Thanks, Kryton for the alternative suggestion about online solutions or the spare laptop. The customer already has the 2 Macs and have only now decided to properly computerise the accounts although they have 25 employees (Family biz, old bookkeeper finally retiring). Sage 50 I'm biased towards because I know it inside out (faults and limitations included) and as a Sage developer I know that looking forward anything they need in the way of add-ons I can write and integrate with Sage.

Online 50 (or having Sage 50 hosted by someone else) is an option I've put to the client but now I realise I'm inviting a bit of advertising here. I know there are very good web or cloud-based systems that have proper customer support (like Kasflow, unlike Xero) but are there any that seriously have the features of the likes of Sage 50, in particular:

1. Let you have multiple users where each logs on with their own passwords and user access can be restricted (eg P&L, Nominal, Bank or read-only clients).

2. Customer price lists allowing special prices by customer.

3. Stock and order processing.

4. ODBC access to the data files (I have MySQL databases sitting on web servers that let me do this)

4. is not vital and 3 is not needed at this time but if I did recommend a web or cloud-based solution I wouldn't want to be saying in a year's time: "what you now want can't be done. You need to get in Sage or something similar."

This moves the debate away from Macs a bit so hopefully something on which many of you will have ideas and opinions.

Thanks again

Tony Bayliss



I have had great success

tizza10 | | Permalink

I have had great success using Sage in a mixed Windows/Linux setup using VirtualBox,

I would recommend downloading it for free under their evaluation Licence https://www.virtualbox.org/wiki/Licensing_FAQ and a trial of windows 7 from Microsoft to see for yourself how well it works(or does not). I have always found networking to be a breeze to set up.

Tips: Understand VirtualBox Guest Additions and turn off as many services (esp Aero and desktop eye candy) in the Guest as possible. I use Server 2008R2 as a desktop as it is low resource, works well but you can achieve the same by tweaking W7/Vista/XP.

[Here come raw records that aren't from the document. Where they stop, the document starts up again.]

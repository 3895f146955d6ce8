//! Route table and route authorization gate.

mod gate;
mod table;

pub use gate::{GateDecision, RouteGate, decide};
pub use table::{
    Layout, ROUTES, RouteConfig, RouteMeta, breadcrumbs_for, matches_pattern, navigation_routes,
    paths, protected_routes, public_routes, route_by_path,
};
//! Product catalog reads with response caching.
//!
//! Product lists, single products and categories are cached with `moka`
//! (capacity 1000, TTL from config). Search results are never cached, and a
//! failed call leaves the cache untouched so the next call retries.

use std::time::Duration;

use driphub_core::{Category, Product, ProductId};
use moka::future::Cache;
use serde::Deserialize;
use serde::de::DeserializeOwned;
use tracing::{debug, instrument};

use crate::api::{ApiClient, ApiError};

const CACHE_CAPACITY: u64 = 1000;

/// Cache key for catalog responses.
#[derive(Debug, Clone, Hash, PartialEq, Eq)]
enum CacheKey {
    Products(Vec<(String, String)>),
    Product(ProductId),
    Categories,
}

/// Cached value types.
#[derive(Debug, Clone)]
enum CacheValue {
    Products(Vec<Product>),
    Product(Box<Product>),
    Categories(Vec<Category>),
}

/// Backends return lists either bare or wrapped in an object.
#[derive(Deserialize)]
#[serde(untagged)]
enum ListBody<T> {
    Bare(Vec<T>),
    Products { products: Vec<T> },
    Categories { categories: Vec<T> },
    Data { data: Vec<T> },
}

impl<T> ListBody<T> {
    fn into_vec(self) -> Vec<T> {
        match self {
            Self::Bare(items)
            | Self::Products { products: items }
            | Self::Categories { categories: items }
            | Self::Data { data: items } => items,
        }
    }
}

/// Single products may come bare or under a `product` key.
#[derive(Deserialize)]
#[serde(untagged)]
enum ProductBody {
    Wrapped { product: Product },
    Bare(Product),
}

/// Read-only catalog client. Cheap to clone; clones share the cache.
#[derive(Clone)]
pub struct CatalogClient {
    api: ApiClient,
    cache: Cache<CacheKey, CacheValue>,
}

impl CatalogClient {
    /// Create a catalog client caching responses for `ttl`.
    #[must_use]
    pub fn new(api: ApiClient, ttl: Duration) -> Self {
        let cache = Cache::builder()
            .max_capacity(CACHE_CAPACITY)
            .time_to_live(ttl)
            .build();
        Self { api, cache }
    }

    /// List products, optionally filtered (`category`, `sort`, `page`, ...).
    ///
    /// # Errors
    ///
    /// Returns an error if the request fails or the body is not a product list.
    #[instrument(skip(self))]
    pub async fn products(&self, filters: &[(&str, &str)]) -> Result<Vec<Product>, ApiError> {
        let key = CacheKey::Products(
            filters
                .iter()
                .map(|(k, v)| ((*k).to_string(), (*v).to_string()))
                .collect(),
        );
        if let Some(CacheValue::Products(products)) = self.cache.get(&key).await {
            debug!("Cache hit for products");
            return Ok(products);
        }

        let products: Vec<Product> = self.fetch_list("products", filters).await?;
        self.cache
            .insert(key, CacheValue::Products(products.clone()))
            .await;
        Ok(products)
    }

    /// Fetch one product by id.
    ///
    /// # Errors
    ///
    /// Returns an error if the request fails (404 for unknown ids).
    #[instrument(skip(self), fields(product_id = %id))]
    pub async fn product(&self, id: &ProductId) -> Result<Product, ApiError> {
        let key = CacheKey::Product(id.clone());
        if let Some(CacheValue::Product(product)) = self.cache.get(&key).await {
            debug!("Cache hit for product");
            return Ok(*product);
        }

        let path = format!("products/{}", urlencoding::encode(id.as_str()));
        let body: ProductBody = self.api.get(&path).await.into_result()?;
        let product = match body {
            ProductBody::Wrapped { product } | ProductBody::Bare(product) => product,
        };
        self.cache
            .insert(key, CacheValue::Product(Box::new(product.clone())))
            .await;
        Ok(product)
    }

    /// List categories.
    ///
    /// # Errors
    ///
    /// Returns an error if the request fails.
    #[instrument(skip(self))]
    pub async fn categories(&self) -> Result<Vec<Category>, ApiError> {
        if let Some(CacheValue::Categories(categories)) =
            self.cache.get(&CacheKey::Categories).await
        {
            debug!("Cache hit for categories");
            return Ok(categories);
        }

        let categories: Vec<Category> = self.fetch_list("categories", &[]).await?;
        self.cache
            .insert(
                CacheKey::Categories,
                CacheValue::Categories(categories.clone()),
            )
            .await;
        Ok(categories)
    }

    /// Search products by free text. Not cached.
    ///
    /// # Errors
    ///
    /// Returns an error if the request fails.
    #[instrument(skip(self))]
    pub async fn search(&self, query: &str) -> Result<Vec<Product>, ApiError> {
        self.fetch_list("search/products", &[("q", query)]).await
    }

    /// Drop every cached response.
    pub async fn invalidate_all(&self) {
        self.cache.invalidate_all();
        self.cache.run_pending_tasks().await;
    }

    async fn fetch_list<T: DeserializeOwned>(
        &self,
        path: &str,
        query: &[(&str, &str)],
    ) -> Result<Vec<T>, ApiError> {
        let body: ListBody<T> = self.api.get_with_query(path, query).await.into_result()?;
        Ok(body.into_vec())
    }
}

impl std::fmt::Debug for CatalogClient {
    fn fmt(&self, f: &mut std::fmt::Formatter<'_>) -> std::fmt::Result {
        f.debug_struct("CatalogClient")
            .field("cached_entries", &self.cache.entry_count())
            .finish_non_exhaustive()
    }
}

I agree with CVerrier about the cost of licences, it can soon rack up and terminal services even higher. But if you need Sage, VirtualBox was the best solution for me, there really is no right or wrong answer, just the best for you. Hopefully a better solution will appear soon.





cverrier's picture

skinning cats...

cverrier | | Permalink

As always - there are a dozen different ways to do this!

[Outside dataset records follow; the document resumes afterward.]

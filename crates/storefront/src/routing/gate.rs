//! Route authorization gate.
//!
//! Rules are evaluated in order and the first match wins:
//!
//! 1. Protected route and no stored token: redirect to the login page. This
//!    reads storage only and does not wait for hydration.
//! 2. Session still loading: show a placeholder, decide later.
//! 3. Guest-only route and signed in: redirect to its `redirect_if_auth`.
//! 4. Protected route and not signed in: redirect to the login page.
//! 5. Role required and the user's role differs: redirect to `/401`.
//! 6. Otherwise allow.
//!
//! Login redirects carry the original pathname (query and fragment dropped)
//! in a URL-encoded `redirect` query parameter so the login flow can send
//! the user back.

use std::sync::Arc;

use tracing::debug;

use super::table::{RouteConfig, RouteMeta, paths, route_by_path};
use crate::document::DocumentHead;
use crate::session::{SessionManager, SessionState};

/// What to render for a navigation.
#[derive(Debug, Clone, PartialEq, Eq)]
pub enum GateDecision {
    /// Render the route.
    Allow,
    /// Render a loading placeholder; the session is still hydrating.
    Loading,
    /// Navigate to this path (with query) instead.
    Redirect(String),
}

fn login_redirect(meta: &RouteMeta, path: &str) -> GateDecision {
    let target = meta.redirect_unauth.unwrap_or(paths::LOGIN);
    let pathname = path.split(['?', '#']).next().unwrap_or(path);
    GateDecision::Redirect(format!("{target}?redirect={}", urlencoding::encode(pathname)))
}

/// Decide access to a route. Pure; performs no I/O.
///
/// `has_token` is the storage-only token check; `session` is the hydrated
/// session state.
#[must_use]
pub fn decide(meta: &RouteMeta, session: &SessionState, has_token: bool, path: &str) -> GateDecision {
    if meta.requires_auth && !has_token {
        return login_redirect(meta, path);
    }
    if session.is_loading {
        return GateDecision::Loading;
    }
    if let Some(target) = meta.redirect_if_auth
        && session.is_authenticated()
    {
        return GateDecision::Redirect(target.to_string());
    }
    if meta.requires_auth && !session.is_authenticated() {
        return login_redirect(meta, path);
    }
    if let Some(role) = meta.required_role
        && session.role() != Some(role)
    {
        return GateDecision::Redirect(paths::UNAUTHORIZED.to_string());
    }
    GateDecision::Allow
}

/// Applies [`decide`] against a live session and keeps the document head
/// in step with the allowed route.
#[derive(Debug, Clone)]
pub struct RouteGate {
    session: SessionManager,
    document: Arc<DocumentHead>,
}

impl RouteGate {
    #[must_use]
    pub const fn new(session: SessionManager, document: Arc<DocumentHead>) -> Self {
        Self { session, document }
    }

    /// Check navigation to `path`, which was resolved to `route`.
    pub fn check(&self, route: &RouteConfig, path: &str) -> GateDecision {
        let decision = decide(
            &route.meta,
            &self.session.state(),
            self.session.has_token(),
            path,
        );
        if decision == GateDecision::Allow {
            self.document.apply(&route.meta);
        }
        debug!(path, route = route.name, ?decision, "route gate decision");
        decision
    }

    /// Resolve `path` in the route table and check it. Unknown paths
    /// redirect to the not-found page.
    pub fn check_path(&self, path: &str) -> GateDecision {
        match route_by_path(path) {
            Some(route) => self.check(route, path),
            None => GateDecision::Redirect(paths::NOT_FOUND.to_string()),
        }
    }

    #[must_use]
    pub fn document(&self) -> &DocumentHead {
        &self.document
    }
}

#[cfg(test)]
#[allow(clippy::unwrap_used)]
mod tests {
    use driphub_core::UserProfile;

    use super::*;
    use crate::session::AuthStatus;

    fn meta(path: &str) -> RouteMeta {
        route_by_path(path).unwrap().meta
    }

    fn signed_in(role: Option<&str>) -> SessionState {
        let mut state = SessionState::signed_out();
        state.status = AuthStatus::Authenticated;
        state.user = Some(UserProfile {
            role: role.map(str::to_string),
            ..UserProfile::default()
        });
        state
    }

    #[test]
    fn test_protected_without_token_redirects_before_hydration() {
        let decision = decide(
            &meta("/checkout"),
            &SessionState::hydrating(),
            false,
            "/checkout",
        );
        assert_eq!(
            decision,
            GateDecision::Redirect("/login?redirect=%2Fcheckout".to_string())
        );
    }

    #[test]
    fn test_login_redirect_keeps_pathname_only() {
        let decision = decide(
            &meta("/account/orders"),
            &SessionState::signed_out(),
            false,
            "/account/orders?page=2#recent",
        );
        assert_eq!(
            decision,
            GateDecision::Redirect("/login?redirect=%2Faccount%2Forders".to_string())
        );
    }

    #[test]
    fn test_loading_defers_decision() {
        let decision = decide(&meta("/checkout"), &SessionState::hydrating(), true, "/checkout");
        assert_eq!(decision, GateDecision::Loading);

        let decision = decide(&meta("/login"), &SessionState::hydrating(), false, "/login");
        assert_eq!(decision, GateDecision::Loading);
    }

    #[test]
    fn test_signed_in_user_kept_off_login() {
        let decision = decide(&meta("/login"), &signed_in(None), true, "/login");
        assert_eq!(decision, GateDecision::Redirect("/".to_string()));
    }

    #[test]
    fn test_rejected_token_redirects_after_hydration() {
        let decision = decide(
            &meta("/account/orders"),
            &SessionState::signed_out(),
            true,
            "/account/orders",
        );
        assert_eq!(
            decision,
            GateDecision::Redirect("/login?redirect=%2Faccount%2Forders".to_string())
        );
    }

    #[test]
    fn test_role_check() {
        let admin = meta("/admin");
        assert_eq!(
            decide(&admin, &signed_in(Some("user")), true, "/admin"),
            GateDecision::Redirect("/401".to_string())
        );
        assert_eq!(
            decide(&admin, &signed_in(None), true, "/admin"),
            GateDecision::Redirect("/401".to_string())
        );
        assert_eq!(
            decide(&admin, &signed_in(Some("admin")), true, "/admin"),
            GateDecision::Allow
        );
    }

    #[test]
    fn test_public_and_custom_redirect() {
        assert_eq!(
            decide(&meta("/products"), &SessionState::signed_out(), false, "/products"),
            GateDecision::Allow
        );

        let custom = RouteMeta {
            requires_auth: true,
            redirect_unauth: Some("/signup"),
            ..RouteMeta::public("Members", "Members only")
        };
        assert_eq!(
            decide(&custom, &SessionState::signed_out(), false, "/members/deals?x=1"),
            GateDecision::Redirect("/signup?redirect=%2Fmembers%2Fdeals".to_string())
        );
    }
}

You're probably wise to stay away from adding Terminal Server onto the existing kit.   For a small number of users, it would probably be fine, but I tend to be happier when Terminal Server runs on its own dedicated server.   Hardware is cheap, and it's good to be risk-averse on this kind of thing!

FreeAgent/Openbooks does have basic user security grades (which allows you to keep employees away from the accounts while letting them do timesheets, for example) but it's not very flexible. It also does basic stock, but no order-processing or custom price lists.

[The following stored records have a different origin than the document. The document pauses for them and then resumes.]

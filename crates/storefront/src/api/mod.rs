//! Remote API client for the DripHub REST backend.
//!
//! Every call resolves to an [`ApiResponse`] envelope; transport failures are
//! folded into the envelope rather than returned as `Err`.
//!
//! # Authentication
//!
//! The access token from storage is attached as a bearer token. A 401 on an
//! authenticated request triggers one refresh (`POST auth/refresh`) and one
//! replay of the request. Refreshes are single-flight: requests that hit 401
//! while a refresh is running wait for it and replay with the new token. If
//! the refresh fails, tokens are cleared, waiters fail with their original
//! 401, and [`ApiEvent::SessionExpired`] is broadcast.
//!
//! # Example
//!
//! ```rust,ignore
//! use driphub_storefront::api::{ApiClient, LoginRequest};
//!
//! let api = ApiClient::new(&config.api, store.clone())?;
//! let response = api.login(&LoginRequest::new("ada@example.com", "Secret#123")).await;
//! if response.success {
//!     let profile = api.profile().await;
//! }
//! ```

mod auth;
mod envelope;
mod tokens;

pub use auth::{LoginRequest, ResetPasswordRequest, SignupRequest};
pub use envelope::ApiResponse;
pub use tokens::AuthTokens;

use std::sync::Arc;

use reqwest::Method;
use secrecy::{ExposeSecret, SecretString};
use serde::Serialize;
use serde_json::Value;
use thiserror::Error;
use tokio::sync::{Mutex, broadcast};
use tracing::{debug, error, warn};
use url::Url;
use uuid::Uuid;

use crate::config::ApiConfig;
use crate::storage::SharedStore;
use tokens::TokenStore;

const REQUEST_ID_HEADER: &str = "X-Request-Id";
const REFRESH_PATH: &str = "auth/refresh";

/// Errors derived from a failed API call.
#[derive(Debug, Error)]
pub enum ApiError {
    /// No response was received (connection, DNS, timeout).
    #[error("network error: {0}")]
    Transport(String),

    /// The server answered with a non-success status.
    #[error("request failed ({status}): {message}")]
    Status {
        status: u16,
        message: String,
        body: Option<Value>,
    },

    /// The response data did not have the expected shape.
    #[error("unexpected response data: {0}")]
    Decode(#[source] serde_json::Error),

    /// A refresh was needed but no refresh token is stored.
    #[error("no refresh token available")]
    NoRefreshToken,

    /// The HTTP client could not be constructed.
    #[error("failed to build HTTP client: {0}")]
    Client(#[from] reqwest::Error),
}

impl ApiError {
    /// HTTP status, if the server responded.
    #[must_use]
    pub const fn status(&self) -> Option<u16> {
        match self {
            Self::Status { status, .. } => Some(*status),
            _ => None,
        }
    }
}

/// Session-level events raised by the client.
#[derive(Debug, Clone, Copy, PartialEq, Eq)]
pub enum ApiEvent {
    /// A token refresh failed and the stored tokens were cleared.
    SessionExpired,
}

/// Client for the REST backend. Cheap to clone.
#[derive(Clone)]
pub struct ApiClient {
    inner: Arc<ApiClientInner>,
}

struct ApiClientInner {
    http: reqwest::Client,
    base_url: Url,
    tokens: TokenStore,
    refresh_lock: Mutex<()>,
    events: broadcast::Sender<ApiEvent>,
}

impl std::fmt::Debug for ApiClient {
    fn fmt(&self, f: &mut std::fmt::Formatter<'_>) -> std::fmt::Result {
        f.debug_struct("ApiClient")
            .field("base_url", &self.inner.base_url.as_str())
            .finish_non_exhaustive()
    }
}

impl ApiClient {
    /// Create a client for `config`, persisting tokens in `store`.
    ///
    /// # Errors
    ///
    /// Returns an error if the HTTP client cannot be built.
    pub fn new(config: &ApiConfig, store: SharedStore) -> Result<Self, ApiError> {
        let http = reqwest::Client::builder()
            .timeout(config.timeout)
            .user_agent(concat!("DripHub/", env!("CARGO_PKG_VERSION")))
            .build()?;
        let (events, _) = broadcast::channel(16);

        Ok(Self {
            inner: Arc::new(ApiClientInner {
                http,
                base_url: config.base_url.clone(),
                tokens: TokenStore::new(store),
                refresh_lock: Mutex::new(()),
                events,
            }),
        })
    }

    /// Base URL endpoint paths are resolved against.
    #[must_use]
    pub fn base_url(&self) -> &Url {
        &self.inner.base_url
    }

    /// Subscribe to session events.
    #[must_use]
    pub fn events(&self) -> broadcast::Receiver<ApiEvent> {
        self.inner.events.subscribe()
    }

    // ─────────────────────────────────────────────────────────────────────────
    // Generic Requests
    // ─────────────────────────────────────────────────────────────────────────

    /// `GET` an endpoint.
    pub async fn get(&self, path: &str) -> ApiResponse {
        self.request(Method::GET, path, &[], None).await
    }

    /// `GET` an endpoint with query parameters.
    pub async fn get_with_query(&self, path: &str, query: &[(&str, &str)]) -> ApiResponse {
        self.request(Method::GET, path, query, None).await
    }

    /// `POST` a JSON body.
    pub async fn post<B: Serialize + ?Sized>(&self, path: &str, body: &B) -> ApiResponse {
        self.request_with_body(Method::POST, path, body).await
    }

    /// `PUT` a JSON body.
    pub async fn put<B: Serialize + ?Sized>(&self, path: &str, body: &B) -> ApiResponse {
        self.request_with_body(Method::PUT, path, body).await
    }

    /// `PATCH` a JSON body.
    pub async fn patch<B: Serialize + ?Sized>(&self, path: &str, body: &B) -> ApiResponse {
        self.request_with_body(Method::PATCH, path, body).await
    }

    /// `DELETE` an endpoint.
    pub async fn delete(&self, path: &str) -> ApiResponse {
        self.request(Method::DELETE, path, &[], None).await
    }

    // ─────────────────────────────────────────────────────────────────────────
    // Token Helpers
    // ─────────────────────────────────────────────────────────────────────────

    /// The stored access token, if any.
    #[must_use]
    pub fn current_token(&self) -> Option<SecretString> {
        self.inner.tokens.access_token()
    }

    /// Whether an access token is stored. Storage-only; makes no request.
    #[must_use]
    pub fn has_token(&self) -> bool {
        self.current_token().is_some()
    }

    /// Remove both stored tokens, logging any storage failure.
    pub fn clear_tokens(&self) {
        if let Err(e) = self.inner.tokens.clear() {
            warn!(error = %e, "failed to clear stored tokens");
        }
    }

    // ─────────────────────────────────────────────────────────────────────────
    // Request Pipeline
    // ─────────────────────────────────────────────────────────────────────────

    async fn request_with_body<B: Serialize + ?Sized>(
        &self,
        method: Method,
        path: &str,
        body: &B,
    ) -> ApiResponse {
        match serde_json::to_value(body) {
            Ok(body) => self.request(method, path, &[], Some(body)).await,
            Err(e) => ApiResponse::transport(format!("failed to encode request body: {e}")),
        }
    }

    async fn request(
        &self,
        method: Method,
        path: &str,
        query: &[(&str, &str)],
        body: Option<Value>,
    ) -> ApiResponse {
        let url = match self.endpoint(path, query) {
            Ok(url) => url,
            Err(e) => return ApiResponse::transport(format!("invalid endpoint '{path}': {e}")),
        };

        let sent_token = self.inner.tokens.access_token();
        let response = self
            .send(&method, &url, body.as_ref(), sent_token.as_ref())
            .await;

        // Only requests that carried a token are eligible for refresh; a 401
        // on an anonymous call (bad login credentials) is returned as is.
        let Some(sent_token) = sent_token else {
            return response;
        };
        if !response.is_unauthorized() || path.trim_start_matches('/') == REFRESH_PATH {
            return response;
        }

        match self.refresh_after_unauthorized(&sent_token).await {
            Some(token) => {
                debug!(%method, path, "replaying request with refreshed token");
                self.send(&method, &url, body.as_ref(), Some(&token)).await
            }
            None => response,
        }
    }

    /// Obtain a token to replay a request that was rejected with `sent`.
    ///
    /// Runs under the refresh lock. If another caller already rotated the
    /// token, that token is reused; if tokens were cleared by a failed
    /// refresh, returns `None` without trying again.
    async fn refresh_after_unauthorized(&self, sent: &SecretString) -> Option<SecretString> {
        let _guard = self.inner.refresh_lock.lock().await;

        let current = self.inner.tokens.access_token()?;
        if current.expose_secret() != sent.expose_secret() {
            return Some(current);
        }

        match self.refresh_locked().await {
            Ok(tokens) => Some(tokens.access_token),
            Err(e) => {
                error!(error = %e, "token refresh failed, clearing session");
                self.clear_tokens();
                let _ = self.inner.events.send(ApiEvent::SessionExpired);
                None
            }
        }
    }

    /// Exchange the refresh token for a new pair. Caller holds the lock.
    async fn refresh_locked(&self) -> Result<AuthTokens, ApiError> {
        let refresh_token = self
            .inner
            .tokens
            .refresh_token()
            .ok_or(ApiError::NoRefreshToken)?;
        let url = self
            .endpoint(REFRESH_PATH, &[])
            .map_err(|e| ApiError::Transport(e.to_string()))?;
        let body = serde_json::json!({ "refreshToken": refresh_token.expose_secret() });

        let response = self.send(&Method::POST, &url, Some(&body), None).await;
        if !response.success {
            return Err(response.into_error());
        }
        let tokens = tokens::TokenPayload::extract(response.data.as_ref()).ok_or_else(|| {
            ApiError::Status {
                status: response.status,
                message: "refresh response did not include an access token".to_string(),
                body: None,
            }
        })?;

        if let Err(e) = self.inner.tokens.save(&tokens) {
            warn!(error = %e, "failed to persist refreshed tokens");
        }
        debug!("access token refreshed");
        Ok(tokens)
    }

    async fn send(
        &self,
        method: &Method,
        url: &Url,
        body: Option<&Value>,
        token: Option<&SecretString>,
    ) -> ApiResponse {
        let request_id = Uuid::new_v4();
        debug!(%method, %url, %request_id, authenticated = token.is_some(), "sending API request");

        let mut request = self
            .inner
            .http
            .request(method.clone(), url.clone())
            .header(REQUEST_ID_HEADER, request_id.to_string());
        if let Some(token) = token {
            request = request.bearer_auth(token.expose_secret());
        }
        if let Some(body) = body {
            request = request.json(body);
        }

        let response = match request.send().await {
            Ok(response) => response,
            Err(e) => {
                warn!(%method, %url, %request_id, error = %e, "API request failed");
                return ApiResponse::transport(e.to_string());
            }
        };

        let status = response.status().as_u16();
        let text = match response.text().await {
            Ok(text) => text,
            Err(e) => {
                warn!(%method, %url, %request_id, error = %e, "failed to read API response");
                return ApiResponse::transport(e.to_string());
            }
        };
        debug!(%method, %url, %request_id, status, "API response received");

        ApiResponse::from_parts(status, ApiResponse::parse_body(&text))
    }

    fn endpoint(&self, path: &str, query: &[(&str, &str)]) -> Result<Url, url::ParseError> {
        let mut url = self.inner.base_url.join(path.trim_start_matches('/'))?;
        if !query.is_empty() {
            url.query_pairs_mut().extend_pairs(query);
        }
        Ok(url)
    }
}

ODBC access is NEVER going to be an option for a cloud system - the underlying databases of cloud systems are heavily protected (because they will contain the data of EVERY user, not just yours) so no cloud supplier will let 'outsiders' get within a mile of the thing.

Most cloud suppliers do, however, have 'APIs' which provide limited access for automated/computerised access to your data - That remains the in province of programmers rather than Excel though.


daveforbes's picture


daveforbes | | Permalink

Sorry to contradict you cverrier, but a cloud provider could write an ODBC driver if they wished. Or some 3rd party could write an ODBC driver that utilised the cloud vendors API if the API was rich enough.

There is no requirement of ODBC to give any more access than the vendor API.

I don't think any cloud vendor would bother, but that is a different matter.

Although it is relatively straight forward to knock up a "toy" ODBC driver to wrap as sufficiently powerful API - particularly if you start with an open source sample, to produce and support a "commercial grade" one would be a huge undertaking and would involve a different skill set from that of a typical cloud developer.